Luminescence has also been defined to include all optical radiation, rather than being limited to visible radiation. In addition, it has been defined as a spontaneous emission of radiation from an electronically or vibrationally excited species not in thermal equilibrium with its environment.

==Types==
- Candoluminescence, is light emitted by certain materials at elevated temperatures, which differs from the blackbody emission expected at the temperature in question.
- Cathodoluminescence, a result of a luminescent material being struck by electrons
- Chemiluminescence, the emission of light as a result of a chemical reaction
  - Bioluminescence, a result of biochemical reactions in a living organism
  - Electrochemiluminescence, a result of an electrochemical reaction
  - Lyoluminescence, a result of dissolving a solid (usually heavily irradiated) in a liquid solvent
- Cryoluminescence, the emission of light when a material (e.g., nanomaterials, wulfenite, zinc sulfide phosphors) is cooled
- Crystalloluminescence, produced during crystallization
- Electroluminescence, a result of an electric current passed through a substance
- Fluorescence, traditionally defined as the emission of light that ends immediately after the source of excitation is removed. As the definition does not fully describe the phenomenon, quantum mechanics is employed where it is defined as there is no change in spin multiplicity from the state of excitation to emission of light.
- Galvanoluminescence, a result of passage of an electric current through an electrolyte in which an electrode is immersed
- Ionoluminescence, a result of bombardment by fast ions
- Mechanoluminescence, a result of a mechanical action on a solid
  - Triboluminescence, generated when bonds in a material are broken when that material is scratched, crushed, or rubbed
  - Fractoluminescence, generated when bonds in certain crystals are broken by fractures
  - Piezoluminescence, produced by the action of pressure on certain solids
- Phosphorescence, traditionally defined as persistent emission of light after the end of excitation. As the definition does not fully describe the phenomenon, quantum mechanics is employed where it is defined as there is a change in spin multiplicity from the state of excitation to the emission of light.
- Photoluminescence, a result of the absorption of photons
- Pyroluminescence (flame luminescence), a result of a gas or vapor being excited by high temperature, as in a flame
- Radioluminescence (or scintillation), a result of bombardment by ionizing radiation
- Sonoluminescence, a result of imploding bubbles in a liquid when excited by sound
- Thermoluminescence, the re-emission of absorbed energy when a substance is heated

==Applications==
- Light-emitting diodes (LEDs) emit light via electro-luminescence.
- Phosphors, materials that emit light when irradiated by higher-energy electromagnetic radiation or particle radiation
- Laser, and lamp industry
- Phosphor thermometry, measuring temperature using phosphorescence
- Thermoluminescence dating
- Thermoluminescent dosimeter
- Non-disruptive observation of processes within a cell.

The dials, hands, scales, and signs of aviation and navigational instruments and markings are often coated with luminescent materials in a process known as luminising.

Luminescence occurs in some minerals when they are exposed to low-powered sources of ultraviolet or infrared electromagnetic radiation (for example, portable UV lamps) at atmospheric pressure and atmospheric temperatures.
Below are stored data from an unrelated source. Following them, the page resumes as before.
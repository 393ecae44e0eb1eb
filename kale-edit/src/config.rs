// Copyright (C) 2025 Piers Finlayson <piers@piers.rocks>
//
// MIT License

use kale_rom::{LoadPolicy, NUM_LEVELS, RomLayout};
use std::path::{Path, PathBuf};

use crate::args::Commands;

#[derive(Debug, Clone)]
pub struct Config {
    pub command: Commands,
    pub layout: RomLayout,
    pub policy: LoadPolicy,
    pub output: Option<PathBuf>,
    pub overwrite: bool,
    pub auto_yes: bool,
}

impl Config {
    /// The ROM the command reads, if it reads one.
    pub fn rom(&self) -> Option<&Path> {
        match &self.command {
            Commands::Info { rom }
            | Commands::Level { rom, .. }
            | Commands::ExportLevel { rom, .. }
            | Commands::ImportLevel { rom, .. }
            | Commands::Repack { rom }
            | Commands::Patch { rom, .. } => Some(rom.as_path()),
            Commands::Layout => None,
        }
    }

    pub fn writes_rom(&self) -> bool {
        matches!(
            self.command,
            Commands::ImportLevel { .. } | Commands::Repack { .. } | Commands::Patch { .. }
        )
    }

    /// Where a modified ROM goes.
    pub fn rom_output(&self) -> Option<&Path> {
        if !self.writes_rom() {
            return None;
        }
        self.output.as_deref().or_else(|| self.rom())
    }

    /// True if the command would write over its input ROM.
    pub fn overwrites_input(&self) -> bool {
        self.writes_rom() && self.output.is_none()
    }

    pub fn validate(&self) -> Result<(), String> {
        self.layout.validate().map_err(|e| e.to_string())?;

        if let Some(rom) = self.rom() {
            if !rom.exists() {
                return Err(format!("ROM file does not exist: {}", rom.display()));
            }
        }

        match &self.command {
            Commands::Level { level, .. }
            | Commands::ExportLevel { level, .. }
            | Commands::ImportLevel { level, .. } => {
                if *level >= NUM_LEVELS {
                    return Err(format!(
                        "Level 0x{:03X} is out of range, the last level is 0x{:03X}",
                        level,
                        NUM_LEVELS - 1
                    ));
                }
            }
            _ => {}
        }

        match &self.command {
            Commands::ExportLevel { out, .. } => check_output(out, self.overwrite)?,
            Commands::ImportLevel { input, .. } => check_input(input, "Course")?,
            Commands::Patch { ips, .. } => check_input(ips, "Patch")?,
            _ => {}
        }

        if let Some(output) = &self.output {
            if !self.writes_rom() {
                return Err("--output is only used by commands that modify the ROM".to_string());
            }
            check_output(output, self.overwrite)?;
        }

        Ok(())
    }
}

fn check_input(path: &Path, what: &str) -> Result<(), String> {
    if path.exists() {
        Ok(())
    } else {
        Err(format!("{} file does not exist: {}", what, path.display()))
    }
}

fn check_output(path: &Path, overwrite: bool) -> Result<(), String> {
    if !overwrite && path.exists() {
        return Err(format!(
            "Output file '{}' already exists. Use --overwrite to overwrite.",
            path.display()
        ));
    }
    Ok(())
}

#[cfg(test)]
mod tests {
    use super::*;
    use std::fs;

    fn config(command: Commands) -> Config {
        Config {
            command,
            layout: RomLayout::default(),
            policy: LoadPolicy::Abort,
            output: None,
            overwrite: false,
            auto_yes: false,
        }
    }

    #[test]
    fn test_validate() {
        let dir = tempfile::tempdir().unwrap();
        let rom = dir.path().join("kirby.nes");
        fs::write(&rom, b"NES\x1a").unwrap();
        let course = dir.path().join("level.json");

        config(Commands::Info { rom: rom.clone() }).validate().unwrap();
        config(Commands::Layout).validate().unwrap();
        assert!(config(Commands::Info { rom: dir.path().join("missing.nes") })
            .validate()
            .is_err());

        // Out of range level
        let cmd = Commands::Level { rom: rom.clone(), level: NUM_LEVELS, json: false };
        assert!(config(cmd).validate().is_err());

        // Export refuses to clobber unless asked
        let cmd = Commands::ExportLevel { rom: rom.clone(), level: 0, out: course.clone() };
        config(cmd.clone()).validate().unwrap();
        fs::write(&course, b"{}").unwrap();
        assert!(config(cmd.clone()).validate().is_err());
        let mut c = config(cmd);
        c.overwrite = true;
        c.validate().unwrap();

        // --output only makes sense when writing a ROM
        let mut c = config(Commands::Info { rom: rom.clone() });
        c.output = Some(dir.path().join("out.nes"));
        assert!(c.validate().is_err());

        let mut c = config(Commands::ImportLevel { rom: rom.clone(), level: 1, input: course });
        assert!(c.overwrites_input());
        assert_eq!(c.rom_output(), Some(rom.as_path()));
        c.output = Some(rom.clone());
        assert!(c.validate().is_err());
        assert!(!c.overwrites_input());
    }

    #[test]
    fn test_rejects_bad_layout() {
        let mut c = config(Commands::Layout);
        c.layout.map_widths[0] = 0;
        assert!(c.validate().is_err());
    }
}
This property of these minerals can be used during the process of mineral identification at rock outcrops in the field or in the laboratory.

An industrial application of X-ray luminescence is its use in the automated sorting of diamonds. To improve the recovery of diamonds with weak or anomalous luminescence, their surface can be modified with a luminophore-containing agent. This treatment enhances their X-ray luminescence signal, making them detectable by the sorting machine and significantly increasing recovery rates.

==History==

The term luminescence was first introduced in 1888 by German physicist Eilhard Wiedemann.